Supporters that want to abolish the death penalty sometimes claim that it is a violation of the eighth amendment of the Bill of Right in the United States Constitution, which protects citizens against cruel and unusual punishment. If the eighth amendment was created to protect citizens from capital punishment, then why wasn’t the death penalty abolished after the Constitution was ratified? What about the victim of the crime, was the crime that was committed cruel or unusual? Maybe the punishment for the guilty party or parties should be handed down from the victim or the family of the victim.
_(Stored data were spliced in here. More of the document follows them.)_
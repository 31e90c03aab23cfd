#![forbid(unsafe_code)]

//! Wiring the engine to a live document.
//!
//! A [`ModalBinding`] owns a [`ModalManager<DomHost>`] behind
//! `Rc<RefCell<_>>` and three document listeners that feed it:
//!
//! ```text
//!   mousedown (capture) ─┐
//!   click     (bubble)  ─┼─▶ Listener::translate ─▶ handle_input ─▶ apply
//!   keydown   (bubble)  ─┘                              │
//!                                        flush, borrow released
//!                                                       │
//!                                  queued focus tasks ─┼─▶ gloo Timeout
//!                      queued focus moves and notices ─┴─▶ Effect::apply
//! ```
//!
//! # Invariants
//!
//! - The manager is never borrowed while page code runs. Focus moves and
//!   `modal:open` / `modal:close` dispatches are applied after the engine
//!   call returns, so their listeners see the new state and may call back
//!   into the binding.
//! - A listener or API call that still finds the manager borrowed is
//!   skipped and logged.
//! - Timers hold only a `Weak` handle; a timer firing after detach is inert.
//! - Detach (explicit or on drop) removes every listener it added.

use std::cell::RefCell;
use std::rc::{Rc, Weak};

use gloo_timers::callback::Timeout;
use modalkit_core::{ModalConfig, ModalId, ModalManager, TrapState};
use wasm_bindgen::JsCast;
use wasm_bindgen::closure::Closure;
use web_sys::{Document, Event};

use crate::dom::DomHost;
use crate::error::{BindError, describe};
use crate::input::{self, Listener};

type Shared = Rc<RefCell<ModalManager<DomHost>>>;

struct Registered {
    listener: Listener,
    callback: Closure<dyn FnMut(Event)>,
}

/// The engine attached to a browser document.
pub struct ModalBinding {
    manager: Shared,
    document: Document,
    listeners: Vec<Registered>,
}

impl std::fmt::Debug for ModalBinding {
    fn fmt(&self, f: &mut std::fmt::Formatter<'_>) -> std::fmt::Result {
        f.debug_struct("ModalBinding")
            .field("manager", &self.manager)
            .field("listeners", &self.listeners.len())
            .finish()
    }
}

impl ModalBinding {
    /// Attach to `window.document`.
    pub fn attach(config: ModalConfig) -> Result<Self, BindError> {
        let host = DomHost::from_window()?;
        Self::bind(host, config)
    }

    /// Attach to a specific document.
    pub fn attach_to(document: Document, config: ModalConfig) -> Result<Self, BindError> {
        Self::bind(DomHost::new(document), config)
    }

    fn bind(host: DomHost, config: ModalConfig) -> Result<Self, BindError> {
        let document = host.document().clone();
        let manager = Rc::new(RefCell::new(ModalManager::new(host, config)?));
        let mut binding = Self {
            manager,
            document,
            listeners: Vec::with_capacity(Listener::ALL.len()),
        };
        for listener in Listener::ALL {
            // On failure `binding` drops here and removes what was added.
            binding.listen(listener)?;
        }
        tracing::debug!(listeners = binding.listeners.len(), "modal binding attached");
        Ok(binding)
    }

    fn listen(&mut self, listener: Listener) -> Result<(), BindError> {
        let weak = Rc::downgrade(&self.manager);
        let callback = Closure::<dyn FnMut(Event)>::new(move |event: Event| {
            dispatch(&weak, listener, &event);
        });
        self.document
            .add_event_listener_with_callback_and_bool(
                listener.event_type(),
                callback.as_ref().unchecked_ref(),
                listener.capture(),
            )
            .map_err(|err| BindError::listener(listener.event_type(), &err))?;
        self.listeners.push(Registered { listener, callback });
        Ok(())
    }

    /// Open `id`. See [`ModalManager::open`].
    pub fn open(&self, id: &str) -> bool {
        self.with_manager("open", |m| m.open(id)).unwrap_or(false)
    }

    /// Close `id`. See [`ModalManager::close`].
    pub fn close(&self, id: &str) -> bool {
        self.with_manager("close", |m| m.close(id)).unwrap_or(false)
    }

    /// Close everything. Returns how many modals were closed.
    pub fn close_all(&self) -> usize {
        self.with_manager("close_all", ModalManager::close_all)
            .unwrap_or(0)
    }

    pub fn is_open(&self, id: &str) -> bool {
        self.manager
            .try_borrow()
            .is_ok_and(|m| m.is_open(id))
    }

    pub fn list_open(&self) -> Vec<ModalId> {
        self.manager
            .try_borrow()
            .map(|m| m.list_open())
            .unwrap_or_default()
    }

    pub fn active(&self) -> Option<ModalId> {
        self.manager.try_borrow().ok()?.active().cloned()
    }

    pub fn z_index(&self, id: &str) -> Option<i32> {
        self.manager.try_borrow().ok()?.z_index(id)
    }

    pub fn trap_state(&self) -> TrapState {
        self.manager
            .try_borrow()
            .map(|m| m.trap_state().clone())
            .unwrap_or(TrapState::Inactive)
    }

    pub fn document(&self) -> &Document {
        &self.document
    }

    /// Close everything and remove the listeners.
    pub fn detach(self) {
        drop(self);
    }

    fn with_manager<T>(
        &self,
        op: &'static str,
        f: impl FnOnce(&mut ModalManager<DomHost>) -> T,
    ) -> Option<T> {
        let Ok(mut manager) = self.manager.try_borrow_mut() else {
            tracing::warn!(op, "modal manager busy; call skipped");
            return None;
        };
        let out = f(&mut manager);
        drop(manager);
        flush(&self.manager);
        Some(out)
    }
}

impl Drop for ModalBinding {
    fn drop(&mut self) {
        for Registered { listener, callback } in self.listeners.drain(..) {
            if let Err(err) = self.document.remove_event_listener_with_callback_and_bool(
                listener.event_type(),
                callback.as_ref().unchecked_ref(),
                listener.capture(),
            ) {
                tracing::warn!(
                    event = listener.event_type(),
                    error = %describe(&err),
                    "listener removal failed"
                );
            }
        }
        match self.manager.try_borrow_mut() {
            Ok(mut manager) => {
                manager.close_all();
            }
            Err(_) => tracing::warn!("modal manager busy during detach; modals left open"),
        }
        flush(&self.manager);
        tracing::debug!("modal binding detached");
    }
}

fn dispatch(weak: &Weak<RefCell<ModalManager<DomHost>>>, listener: Listener, event: &Event) {
    let Some(shared) = weak.upgrade() else {
        return;
    };
    let Some(input) = listener.translate(event) else {
        return;
    };
    let disposition = match shared.try_borrow_mut() {
        Ok(mut manager) => manager.handle_input(&input),
        Err(_) => {
            tracing::warn!(event = listener.event_type(), "re-entrant input ignored");
            return;
        }
    };
    input::apply(event, disposition);
    flush(&shared);
}

/// Hand queued focus requests to browser timers, then perform queued
/// effects with the manager released.
fn flush(shared: &Shared) {
    let (tasks, effects) = {
        let Ok(mut manager) = shared.try_borrow_mut() else {
            return;
        };
        let host = manager.host_mut();
        (host.take_scheduled(), host.take_effects())
    };
    for (delay, task) in tasks {
        let weak = Rc::downgrade(shared);
        let millis = u32::try_from(delay.as_millis()).unwrap_or(u32::MAX);
        Timeout::new(millis, move || {
            let Some(shared) = weak.upgrade() else {
                return;
            };
            let ran = shared
                .try_borrow_mut()
                .map(|mut manager| manager.run_deferred(&task));
            if ran.is_ok() {
                flush(&shared);
            }
        })
        .forget();
    }
    for effect in &effects {
        effect.apply();
    }
}
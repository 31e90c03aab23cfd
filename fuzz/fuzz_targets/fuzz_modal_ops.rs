#![no_main]

use arbitrary::Arbitrary;
use libfuzzer_sys::fuzz_target;
use modalkit_core::testing::{self, ElementSpec, MemoryDocument, NodeRef};
use modalkit_core::{InputEvent, Key, ModalHost, ModalManager, Modifiers, Point, Rect};

const IDS: [&str; 4] = ["a", "b", "c", "d"];

#[derive(Debug, Arbitrary)]
enum Op {
    Open(u8),
    Close(u8),
    CloseAll,
    Timers,
    PointerDown { node: u8, x: i16, y: i16 },
    Click { node: u8 },
    Key { node: u8, escape: bool, shift: bool },
    Detach(u8),
}

fn document() -> (MemoryDocument, Vec<NodeRef>) {
    let mut doc = MemoryDocument::new();
    let mut nodes = vec![doc.body()];
    for id in IDS {
        nodes.push(doc.append(doc.body(), ElementSpec::new("button").attr("data-modal", id)));
        let surface = doc.modal_surface(id);
        let content = doc.append(
            surface,
            ElementSpec::new("div").rect(Rect::new(200.0, 100.0, 400.0, 300.0)),
        );
        nodes.push(surface);
        nodes.push(content);
        nodes.push(doc.append(content, ElementSpec::new("button")));
        nodes.push(doc.append(content, ElementSpec::new("span").class("modal-close")));
    }
    (doc, nodes)
}

fuzz_target!(|ops: Vec<Op>| {
    let (doc, nodes) = document();
    let mut manager = ModalManager::with_defaults(doc);
    let pick = |i: u8| nodes[usize::from(i) % nodes.len()];
    let mut high = i32::MIN;

    for op in ops.into_iter().take(64) {
        match op {
            Op::Open(i) => {
                let id = IDS[usize::from(i) % IDS.len()];
                if manager.open(id) {
                    let z = manager.z_index(id).unwrap_or(i32::MIN);
                    assert!(z > high);
                    high = z;
                }
            }
            Op::Close(i) => {
                manager.close(IDS[usize::from(i) % IDS.len()]);
            }
            Op::CloseAll => {
                manager.close_all();
            }
            Op::Timers => {
                testing::run_scheduled(&mut manager);
            }
            Op::PointerDown { node, x, y } => {
                let at = Point::new(f64::from(x), f64::from(y));
                manager.handle_input(&InputEvent::pointer_down(pick(node), at));
            }
            Op::Click { node } => {
                manager.handle_input(&InputEvent::click(pick(node)));
            }
            Op::Key { node, escape, shift } => {
                let key = if escape { Key::Escape } else { Key::Tab };
                let modifiers = if shift { Modifiers::SHIFT } else { Modifiers::empty() };
                manager.handle_input(&InputEvent::key_down(pick(node), key, modifiers));
            }
            Op::Detach(i) => {
                let id = IDS[usize::from(i) % IDS.len()];
                if let Some(surface) = manager.host().find(id) {
                    manager.host_mut().detach(surface);
                }
            }
        }

        let open = manager.list_open();
        assert_eq!(manager.host().has_marker("modal-open"), !open.is_empty());
        let z: Vec<i32> = open.iter().filter_map(|id| manager.z_index(id.as_str())).collect();
        assert_eq!(z.len(), open.len());
        assert!(z.windows(2).all(|w| w[0] < w[1]));
        for id in &open {
            if let Some(surface) = manager.host().resolve(id) {
                let state = manager.host().surface_state(surface);
                assert!(state.is_some_and(|s| s.is_visible()));
            }
        }
    }
});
The average yearly cost for inmates serving a life sentence without parole is around ninety thousand dollars per inmate (Phillips, 2011). Ninety thousand dollars is more than most middle class families make in a year, and in a time where the economy is not doing well, that seems like a very high price to pay for incarcerating one person. The cost in Texas for a lethal injection is nearly one thousand three hundred dollars per inmate (Nasaw, 2012). It would seem like it is cheaper to pay thirteen hundred dollars compared to ninety thousand dollars per year, but the costs for the trail and appeals for a person facing the death penalty can be nearly 1.2 million dollars per person. So why does the government...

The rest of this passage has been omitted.